Work to complete >>
Go through the records and count every line that holds "Debug". Only the number belongs in the reply.

Material for this task >>

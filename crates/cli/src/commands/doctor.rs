use std::collections::BTreeSet;

use serde::Serialize;
use stocky_core::config::{AppConfig, LoadOptions};
use stocky_db::{connect, migrations};

#[derive(Clone, Copy, Debug, PartialEq, Eq, Serialize)]
#[serde(rename_all = "snake_case")]
enum CheckStatus {
    Pass,
    Fail,
    Skipped,
}

#[derive(Debug, Serialize)]
struct DoctorCheck {
    name: &'static str,
    status: CheckStatus,
    details: String,
}

#[derive(Debug, Serialize)]
struct DoctorReport {
    overall_status: CheckStatus,
    summary: String,
    checks: Vec<DoctorCheck>,
}

pub fn run(json_output: bool) -> String {
    let report = build_report();

    if json_output {
        return serde_json::to_string_pretty(&report).unwrap_or_else(|error| {
            format!(
                "{{\"overall_status\":\"fail\",\"summary\":\"doctor serialization failed\",\"error\":\"{}\"}}",
                escape_json(&error.to_string())
            )
        });
    }

    render_human(&report)
}

fn build_report() -> DoctorReport {
    let mut checks = Vec::new();

    checks.push(check_bundled_migrations());

    match AppConfig::load(LoadOptions::default()) {
        Ok(config) => {
            checks.push(DoctorCheck {
                name: "config_validation",
                status: CheckStatus::Pass,
                details: "configuration loaded and validated".to_string(),
            });
            checks.push(check_database_connectivity(&config));
        }
        Err(error) => {
            checks.push(DoctorCheck {
                name: "config_validation",
                status: CheckStatus::Fail,
                details: error.to_string(),
            });
            checks.push(DoctorCheck {
                name: "database_connectivity",
                status: CheckStatus::Skipped,
                details: "skipped because configuration did not load".to_string(),
            });
        }
    }

    let all_pass = checks.iter().all(|check| check.status == CheckStatus::Pass);
    let overall_status = if all_pass { CheckStatus::Pass } else { CheckStatus::Fail };
    let summary = if all_pass {
        "doctor: all readiness checks passed".to_string()
    } else {
        "doctor: one or more readiness checks failed".to_string()
    };

    DoctorReport { overall_status, summary, checks }
}

fn check_bundled_migrations() -> DoctorCheck {
    // Reversible migrations carry an up and a down entry per version.
    let versions: BTreeSet<i64> =
        migrations::MIGRATOR.iter().map(|migration| migration.version).collect();

    if versions.is_empty() {
        DoctorCheck {
            name: "migrations_bundled",
            status: CheckStatus::Fail,
            details: "no migrations are bundled into this binary".to_string(),
        }
    } else {
        DoctorCheck {
            name: "migrations_bundled",
            status: CheckStatus::Pass,
            details: format!("{} migration version(s) bundled", versions.len()),
        }
    }
}

fn check_database_connectivity(config: &AppConfig) -> DoctorCheck {
    let runtime = match tokio::runtime::Builder::new_current_thread().enable_all().build() {
        Ok(runtime) => runtime,
        Err(error) => {
            return DoctorCheck {
                name: "database_connectivity",
                status: CheckStatus::Fail,
                details: format!("failed to initialize async runtime: {error}"),
            };
        }
    };

    let result = runtime.block_on(async {
        let pool = connect(&config.database)
            .await
            .map_err(|error| format!("failed to connect to database: {error}"))?;

        pool.close().await;
        Ok::<(), String>(())
    });

    match result {
        Ok(()) => DoctorCheck {
            name: "database_connectivity",
            status: CheckStatus::Pass,
            details: format!("connected using `{}`", config.database.url),
        },
        Err(error) => {
            DoctorCheck { name: "database_connectivity", status: CheckStatus::Fail, details: error }
        }
    }
}

fn render_human(report: &DoctorReport) -> String {
    let mut lines = Vec::new();
    lines.push(report.summary.clone());

    for check in &report.checks {
        let marker = match check.status {
            CheckStatus::Pass => "ok",
            CheckStatus::Fail => "fail",
            CheckStatus::Skipped => "skip",
        };
        lines.push(format!("- [{marker}] {}: {}", check.name, check.details));
    }

    lines.join("\n")
}

fn escape_json(value: &str) -> String {
    value.replace('\\', "\\\\").replace('"', "\\\"")
}
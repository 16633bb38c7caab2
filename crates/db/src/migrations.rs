use sqlx::migrate::{MigrateError, Migrator};

use crate::DbPool;

pub static MIGRATOR: Migrator = sqlx::migrate!("../../migrations");

pub async fn run_pending(pool: &DbPool) -> Result<(), MigrateError> {
    MIGRATOR.run(pool).await
}

#[cfg(test)]
mod tests {
    use sqlx::Row;

    use super::run_pending;
    use crate::{connect_with_settings, migrations::MIGRATOR};

    const MANAGED_SCHEMA_OBJECTS: &[&str] =
        &["stock_item", "idx_stock_item_is_active", "idx_stock_item_expiry_date"];

    #[tokio::test]
    async fn migrations_create_stock_item_schema() {
        let pool = connect_with_settings("sqlite::memory:", 1, 30).await.expect("connect");
        run_pending(&pool).await.expect("run migrations");

        let table_count = sqlx::query(
            "SELECT COUNT(*) AS count FROM sqlite_master WHERE type = 'table' AND name = 'stock_item'",
        )
        .fetch_one(&pool)
        .await
        .expect("check stock_item table")
        .get::<i64, _>("count");

        let index_count = sqlx::query(
            "SELECT COUNT(*) AS count FROM sqlite_master WHERE type = 'index' AND name IN ('idx_stock_item_is_active', 'idx_stock_item_expiry_date')",
        )
        .fetch_one(&pool)
        .await
        .expect("check stock_item indexes")
        .get::<i64, _>("count");

        assert_eq!(table_count, 1);
        assert_eq!(index_count, 2);
    }

    #[tokio::test]
    async fn migrations_are_reversible() {
        let pool = connect_with_settings("sqlite::memory:", 1, 30).await.expect("connect");
        run_pending(&pool).await.expect("run migrations");

        MIGRATOR.undo(&pool, 0).await.expect("undo migrations");

        let stock_item_count = sqlx::query(
            "SELECT COUNT(*) AS count FROM sqlite_master WHERE type = 'table' AND name = 'stock_item'",
        )
        .fetch_one(&pool)
        .await
        .expect("check stock_item table removed")
        .get::<i64, _>("count");

        assert_eq!(stock_item_count, 0);
    }

    #[tokio::test]
    async fn migrations_up_down_up_preserves_schema_signature() {
        let pool = connect_with_settings("sqlite::memory:", 1, 30).await.expect("connect");
        run_pending(&pool).await.expect("run migrations");

        let initial_signature = managed_schema_signature(&pool).await;
        assert_eq!(
            initial_signature.len(),
            MANAGED_SCHEMA_OBJECTS.len(),
            "initial migration pass should create all managed schema objects",
        );

        MIGRATOR.undo(&pool, 0).await.expect("undo migrations");

        let after_down_signature = managed_schema_signature(&pool).await;
        assert!(
            after_down_signature.is_empty(),
            "managed schema objects should be removed after full undo",
        );

        run_pending(&pool).await.expect("re-run migrations");

        let after_second_up_signature = managed_schema_signature(&pool).await;
        assert_eq!(
            after_second_up_signature, initial_signature,
            "up/down/up should preserve migration-managed schema signature",
        );
    }

    async fn managed_schema_signature(pool: &sqlx::SqlitePool) -> Vec<(String, String, String)> {
        let mut signature: Vec<(String, String, String)> = sqlx::query(
            "SELECT type, name, IFNULL(sql, '') AS sql
             FROM sqlite_master
             WHERE type IN ('table', 'index')",
        )
        .fetch_all(pool)
        .await
        .expect("load schema objects")
        .into_iter()
        .filter_map(|row| {
            let name = row.get::<String, _>("name");
            if MANAGED_SCHEMA_OBJECTS.contains(&name.as_str()) {
                Some((row.get::<String, _>("type"), name, row.get::<String, _>("sql")))
            } else {
                None
            }
        })
        .collect();
        signature.sort();
        signature
    }
}
use axum::{
    Json,
    http::{HeaderValue, StatusCode, header},
    response::{IntoResponse, Response},
};
use serde::Serialize;
use serde_json::{Value, json};

use crate::domain::providers::RemoteError;

#[derive(Serialize)]
struct ErrorBody {
    error: ErrorInfo,
}

#[derive(Serialize)]
struct ErrorInfo {
    code: &'static str,
    message: String,
    details: Value,
}

#[derive(Debug)]
pub enum AppError {
    Unauthorized { message: String, details: Value },
    Internal { message: String, details: Value },
}

impl AppError {
    pub fn unauthorized(message: impl Into<String>, details: Value) -> Self {
        Self::Unauthorized {
            message: message.into(),
            details,
        }
    }
    pub fn internal(message: impl Into<String>, details: Value) -> Self {
        Self::Internal {
            message: message.into(),
            details,
        }
    }
}

impl IntoResponse for AppError {
    fn into_response(self) -> Response {
        let (status, code, message, details) = match self {
            AppError::Unauthorized { message, details } => {
                (StatusCode::UNAUTHORIZED, "unauthorized", message, details)
            }
            AppError::Internal { message, details } => (
                StatusCode::INTERNAL_SERVER_ERROR,
                "internal_error",
                message,
                details,
            ),
        };

        let body = ErrorBody {
            error: ErrorInfo {
                code,
                message,
                details,
            },
        };

        let mut response = (status, Json(body)).into_response();
        if status == StatusCode::UNAUTHORIZED {
            response
                .headers_mut()
                .insert(header::WWW_AUTHENTICATE, HeaderValue::from_static("Bearer"));
        }
        response
    }
}

/// Remote failures are not distinguished by kind towards the client.
impl From<RemoteError> for AppError {
    fn from(e: RemoteError) -> Self {
        tracing::error!("Click averages computation failed: {}", e);
        AppError::internal("Failed to compute click averages", json!({}))
    }
}

#[cfg(test)]
mod tests {
    use super::*;

    #[test]
    fn test_unauthorized_sets_challenge_header() {
        let response = AppError::unauthorized("Unauthorized", json!({})).into_response();

        assert_eq!(response.status(), StatusCode::UNAUTHORIZED);
        assert_eq!(response.headers()[header::WWW_AUTHENTICATE], "Bearer");
    }

    #[test]
    fn test_remote_error_maps_to_internal() {
        let err: AppError = RemoteError::Transport("connection refused".to_string()).into();

        assert!(matches!(err, AppError::Internal { .. }));
        let response = err.into_response();
        assert_eq!(response.status(), StatusCode::INTERNAL_SERVER_ERROR);
        assert!(response.headers().get(header::WWW_AUTHENTICATE).is_none());
    }
}
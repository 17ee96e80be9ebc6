//! HTTP middleware for request processing.
//!
//! Provides bearer extraction and observability middleware.

pub mod auth;
pub mod tracing;
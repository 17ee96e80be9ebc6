//! HTTP server initialization and runtime setup.
//!
//! Handles remote client setup, Axum server lifecycle and graceful shutdown.

use crate::config::Config;
use crate::infrastructure::bitly::BitlyClient;
use crate::routes::app_router;
use crate::state::AppState;

use anyhow::{Context, Result};
use axum::ServiceExt;
use axum::extract::Request;
use std::net::SocketAddr;
use std::sync::Arc;

/// Runs the HTTP server with the given configuration.
///
/// Initializes:
/// - Bitly API client
/// - Axum HTTP server with graceful shutdown on Ctrl-C / SIGTERM
///
/// # Errors
///
/// Returns an error if:
/// - The HTTP client cannot be created
/// - Server bind fails
/// - Server runtime error occurs
pub async fn run(config: Config) -> Result<()> {
    let client = BitlyClient::new(config.api_url()?, config.remote_timeout())
        .context("Failed to initialize Bitly client")?;
    tracing::info!("Bitly client ready ({})", config.bitly_api_url);

    let state = AppState::new(Arc::new(client));

    let app = app_router(state);

    let addr: SocketAddr = config.listen_addr.parse()?;
    let listener = tokio::net::TcpListener::bind(addr).await?;
    tracing::info!("Listening on http://{addr}");

    axum::serve(listener, ServiceExt::<Request>::into_make_service(app))
        .with_graceful_shutdown(shutdown_signal())
        .await?;

    tracing::info!("Server stopped");
    Ok(())
}

/// Resolves when the process receives Ctrl-C or, on Unix, SIGTERM.
async fn shutdown_signal() {
    let ctrl_c = async {
        if let Err(e) = tokio::signal::ctrl_c().await {
            tracing::error!("Failed to listen for Ctrl-C: {}", e);
        }
    };

    #[cfg(unix)]
    let terminate = async {
        match tokio::signal::unix::signal(tokio::signal::unix::SignalKind::terminate()) {
            Ok(mut signal) => {
                signal.recv().await;
            }
            Err(e) => tracing::error!("Failed to install SIGTERM handler: {}", e),
        }
    };

    #[cfg(not(unix))]
    let terminate = std::future::pending::<()>();

    tokio::select! {
        _ = ctrl_c => {},
        _ = terminate => {},
    }

    tracing::info!("Shutdown signal received");
}
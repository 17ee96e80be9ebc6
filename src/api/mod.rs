//! REST API layer for HTTP request/response handling.
//!
//! This layer extracts the caller's credential, invokes the averages service
//! and formats responses according to API contracts.
//!
//! # Modules
//!
//! - [`dto`] - Data Transfer Objects for response serialization
//! - [`handlers`] - HTTP request handlers
//! - [`middleware`] - Bearer extraction and request tracing middleware
//! - [`routes`] - Route configuration and composition

pub mod dto;
pub mod handlers;
pub mod middleware;
pub mod routes;
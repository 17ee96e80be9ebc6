//! Remote capability definitions for the domain layer.
//!
//! The aggregation logic depends only on the [`MetricsProvider`] trait; the
//! HTTP implementation lives in `crate::infrastructure::bitly`.

pub mod credential;
pub mod error;
pub mod metrics_provider;

pub use credential::Credential;
pub use error::{DecodeError, RemoteError};
pub use metrics_provider::{MetricsProvider, PageCursor};

#[cfg(test)]
pub use metrics_provider::MockMetricsProvider;
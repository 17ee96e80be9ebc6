//! Handler for health check endpoint.

use axum::Json;

use crate::api::dto::health::HealthResponse;

/// Returns service liveness.
///
/// # Endpoint
///
/// `GET /health`
///
/// Remote connectivity is not probed here: every remote call needs a
/// caller's credential.
pub async fn health_handler() -> Json<HealthResponse> {
    Json(HealthResponse {
        status: "healthy".to_string(),
        version: env!("CARGO_PKG_VERSION").to_string(),
    })
}
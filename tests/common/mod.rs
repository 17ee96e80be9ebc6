#![allow(dead_code)]

use async_trait::async_trait;
use std::collections::{HashMap, VecDeque};
use std::sync::{Arc, Mutex};

use click_averages::domain::entities::{ClickMetrics, CountryClicks, Link, LinkPage, UserInfo};
use click_averages::domain::providers::{Credential, MetricsProvider, PageCursor, RemoteError};
use click_averages::state::AppState;

/// Scripted [`MetricsProvider`] that records every call it receives.
///
/// Pages are handed out in the order they were added; click metrics are
/// looked up by link id.
#[derive(Default)]
pub struct StubProvider {
    user: Option<Result<UserInfo, RemoteError>>,
    pages: Mutex<VecDeque<Result<LinkPage, RemoteError>>>,
    clicks: HashMap<String, Result<ClickMetrics, RemoteError>>,
    calls: Mutex<Vec<String>>,
}

impl StubProvider {
    pub fn new() -> Self {
        Self::default()
    }

    pub fn with_user(mut self, user: Result<UserInfo, RemoteError>) -> Self {
        self.user = Some(user);
        self
    }

    pub fn with_page(self, page: Result<LinkPage, RemoteError>) -> Self {
        self.pages.lock().unwrap().push_back(page);
        self
    }

    pub fn with_clicks(mut self, link_id: &str, clicks: Result<ClickMetrics, RemoteError>) -> Self {
        self.clicks.insert(link_id.to_string(), clicks);
        self
    }

    /// Calls received so far, e.g. `user`, `page:group:G1`, `clicks:bit.ly/a`.
    pub fn calls(&self) -> Vec<String> {
        self.calls.lock().unwrap().clone()
    }

    fn record(&self, call: String) {
        self.calls.lock().unwrap().push(call);
    }
}

#[async_trait]
impl MetricsProvider for StubProvider {
    async fn fetch_user_info(&self, _credential: &Credential) -> Result<UserInfo, RemoteError> {
        self.record("user".to_string());
        self.user
            .clone()
            .unwrap_or_else(|| Ok(UserInfo::new("G1", "petertest")))
    }

    async fn fetch_links_page(
        &self,
        _credential: &Credential,
        cursor: &PageCursor,
    ) -> Result<LinkPage, RemoteError> {
        self.record(match cursor {
            PageCursor::Group(guid) => format!("page:group:{}", guid),
            PageCursor::Continuation(next) => format!("page:next:{}", next),
        });
        self.pages
            .lock()
            .unwrap()
            .pop_front()
            .unwrap_or_else(|| Ok(LinkPage::new(vec![], None)))
    }

    async fn fetch_clicks_by_country(
        &self,
        _credential: &Credential,
        link: &Link,
    ) -> Result<ClickMetrics, RemoteError> {
        self.record(format!("clicks:{}", link.id));
        self.clicks
            .get(&link.id)
            .cloned()
            .unwrap_or_else(|| Ok(ClickMetrics::new(vec![])))
    }
}

pub fn link(id: &str) -> Link {
    Link::new(format!("http://{}", id), id)
}

pub fn clicks(pairs: &[(&str, u64)]) -> ClickMetrics {
    ClickMetrics::new(
        pairs
            .iter()
            .map(|(country, clicks)| CountryClicks::new(*country, *clicks))
            .collect(),
    )
}

pub fn create_test_state(provider: Arc<StubProvider>) -> AppState {
    AppState::new(provider)
}
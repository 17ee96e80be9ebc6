//! Domain layer containing the click analytics model and remote capability.
//!
//! # Architecture
//!
//! - [`entities`] - Identity, links, per-country clicks and their aggregates
//! - [`providers`] - The [`providers::MetricsProvider`] capability, credential and error types
//!
//! # Design Principles
//!
//! - Domain layer has no dependencies on infrastructure or presentation layers
//! - The provider trait defines the contract implemented by the infrastructure layer
//! - Aggregation logic lives in services (see [`crate::application::services`])

pub mod entities;
pub mod providers;
//! Bearer credential supplied by the caller for one aggregation run.

use std::fmt;

/// An opaque bearer token.
///
/// Owned by the caller and borrowed by every remote operation. The token is
/// redacted from `Debug` output so it never ends up in logs.
#[derive(Clone, PartialEq, Eq)]
pub struct Credential(String);

impl Credential {
    pub fn new(token: impl Into<String>) -> Self {
        Self(token.into())
    }

    /// The raw token, for the `Authorization` header only.
    pub fn token(&self) -> &str {
        &self.0
    }
}

impl fmt::Debug for Credential {
    fn fmt(&self, f: &mut fmt::Formatter<'_>) -> fmt::Result {
        f.write_str("Credential(***)")
    }
}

Solved problem >>
6